**PROBLEM TO WORK ON:** Your reply should hold only the lines from the records below where "SelfLoop" occurs.

Dataset entries:

━━━━━━━━━━

// Copyright 2025 Anapaya Systems
//
// Licensed under the Apache License, Version 2.0 (the "License");
// you may not use this file except in compliance with the License.
// You may obtain a copy of the License at
//
//   http://www.apache.org/licenses/LICENSE-2.0
//
// Unless required by applicable law or agreed to in writing, software
// distributed under the License is distributed on an "AS IS" BASIS,
// WITHOUT WARRANTIES OR CONDITIONS OF ANY KIND, either express or implied.
// See the License for the specific language governing permissions and
// limitations under the License.

use std::{fmt, sync::Arc};

use chrono::{DateTime, Utc};
use serde::{Deserialize, Serialize};

use crate::{
    address::IsdAsn,
    reservation::{BwCls, ReservationId, SplitCls},
};

/// A single hop of a segment reservation.
#[derive(Debug, Clone, Copy, PartialEq, Eq, Hash, Serialize, Deserialize)]
pub struct PathStep {
    /// AS of the hop.
    pub ia: IsdAsn,
    /// Ingress interface, 0 at the first hop.
    pub ingress: u16,
    /// Egress interface, 0 at the last hop.
    pub egress: u16,
}

/// Lightweight description of an established segment reservation, as returned by the
/// COLIBRI service of the AS owning it.
#[derive(Debug, Clone, PartialEq, Eq, Serialize, Deserialize)]
pub struct ReservationLooks {
    /// Segment reservation ID.
    pub id: ReservationId,
    /// First AS of the segment.
    pub src_ia: IsdAsn,
    /// Last AS of the segment.
    pub dst_ia: IsdAsn,
    /// Expiration time of the current reservation index.
    pub expiration_time: DateTime<Utc>,
    /// Minimum bandwidth class requested at setup.
    pub min_bw: BwCls,
    /// Maximum bandwidth class requested at setup.
    pub max_bw: BwCls,
    /// Bandwidth class actually allocated.
    pub alloc_bw: BwCls,
    /// Split between control and data traffic.
    pub split: SplitCls,
    /// Hops of the segment.
    #[serde(default)]
    pub path: Vec<PathStep>,
}

impl ReservationLooks {
    /// Creates a look with no bandwidth, no path and an expiration at the unix epoch.
    pub fn new(id: ReservationId, src_ia: IsdAsn, dst_ia: IsdAsn) -> Self {
        ReservationLooks {
            id,
            src_ia,
            dst_ia,
            expiration_time: DateTime::<Utc>::UNIX_EPOCH,
            min_bw: BwCls::default(),
            max_bw: BwCls::default(),
            alloc_bw: BwCls::default(),
            split: SplitCls::default(),
            path: Vec::new(),
        }
    }

    /// Bandwidth in kbps an E2E reservation can use for data over this segment.
    pub fn data_bw_kbps(&self) -> u64 {
        (self.alloc_bw.to_kbps() as f64 * self.split.split_for_data()) as u64
    }
}

impl fmt::Display for ReservationLooks {
    fn fmt(&self, f: &mut fmt::Formatter<'_>) -> fmt::Result {
        write!(
            f,
            "{}>{} [{}] bw={}/{}/{} split={}",
            self.src_ia, self.dst_ia, self.id, self.min_bw, self.max_bw, self.alloc_bw, self.split
        )
    }
}

/// Errors of [StitchableSegments::validate].
#[derive(Debug, Clone, PartialEq, Eq, thiserror::Error)]
pub enum StitchableSegmentsError {
    /// Up segment that does not start at the source AS.
    #[error("up segment {id} starts at {actual}, expected {expected}")]
    UpSegmentSource {
        /// Offending segment.
        id: ReservationId,
        /// Expected source.
        expected: IsdAsn,
        /// Actual source.
        actual: IsdAsn,
    },
    /// Down segment that does not end at the destination AS.
    #[error("down segment {id} ends at {actual}, expected {expected}")]
    DownSegmentDestination {
        /// Offending segment.
        id: ReservationId,
        /// Expected destination.
        expected: IsdAsn,
        /// Actual destination.
        actual: IsdAsn,
    },
    /// Segment starting and ending in the same AS.
    #[error("segment {0} starts and ends in the same AS")]
    SelfLoop(ReservationId),
}

/// Segment reservations from which end-to-end reservations from `src_ia` to `dst_ia` can be
/// stitched.
#[derive(Debug, Clone, Default, PartialEq, Eq, Serialize, Deserialize)]
pub struct StitchableSegments {
    /// Source AS of the E2E reservation.
    pub src_ia: IsdAsn,
    /// Destination AS of the E2E reservation.
    pub dst_ia: IsdAsn,
    /// Up segments, starting at `src_ia`.
    #[serde(default)]
    pub up: Vec<Arc<ReservationLooks>>,
    /// Core segments, linking two core ASes.
    #[serde(default)]
    pub core: Vec<Arc<ReservationLooks>>,
    /// Down segments, ending at `dst_ia`.
    #[serde(default)]
    pub down: Vec<Arc<ReservationLooks>>,
}

impl StitchableSegments {
    /// Creates an empty set of segments.
    pub fn new(src_ia: IsdAsn, dst_ia: IsdAsn) -> Self {
        StitchableSegments {
            src_ia,
            dst_ia,
            ..Default::default()
        }
    }

    /// Returns true if there are no segments at all.
    pub fn is_empty(&self) -> bool {
        self.up.is_empty() && self.core.is_empty() && self.down.is_empty()
    }

    /// Checks the structural invariants of the segment sets.
    pub fn validate(&self) -> Result<(), StitchableSegmentsError> {
        let mut all = self.up.iter().chain(&self.core).chain(&self.down);
        if let Some(l) = all.find(|l| l.src_ia == l.dst_ia) {
            return Err(StitchableSegmentsError::SelfLoop(l.id));
        }
        if let Some(l) = self.up.iter().find(|l| l.src_ia != self.src_ia) {
            return Err(StitchableSegmentsError::UpSegmentSource {
                id: l.id,
                expected: self.src_ia,
                actual: l.src_ia,
            });
        }
        if let Some(l) = self.down.iter().find(|l| l.dst_ia != self.dst_ia) {
            return Err(StitchableSegmentsError::DownSegmentDestination {
                id: l.id,
                expected: self.dst_ia,
                actual: l.dst_ia,
            });
        }
        Ok(())
    }
}

impl fmt::Display for StitchableSegments {
    fn fmt(&self, f: &mut fmt::Formatter<'_>) -> fmt::Result {
        writeln!(f, "{} -> {}", self.src_ia, self.dst_ia)?;
        for (name, looks) in [("up", &self.up), ("core", &self.core), ("down", &self.down)] {
            writeln!(f, "  {name}: {}", looks.len())?;
            for l in looks {
                writeln!(f, "    {l}")?;
            }
        }
        Ok(())
    }
}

━━━━━━━━━━

**TASK RESPONSE:**
    SelfLoop(ReservationId),
            return Err(StitchableSegmentsError::SelfLoop(l.id));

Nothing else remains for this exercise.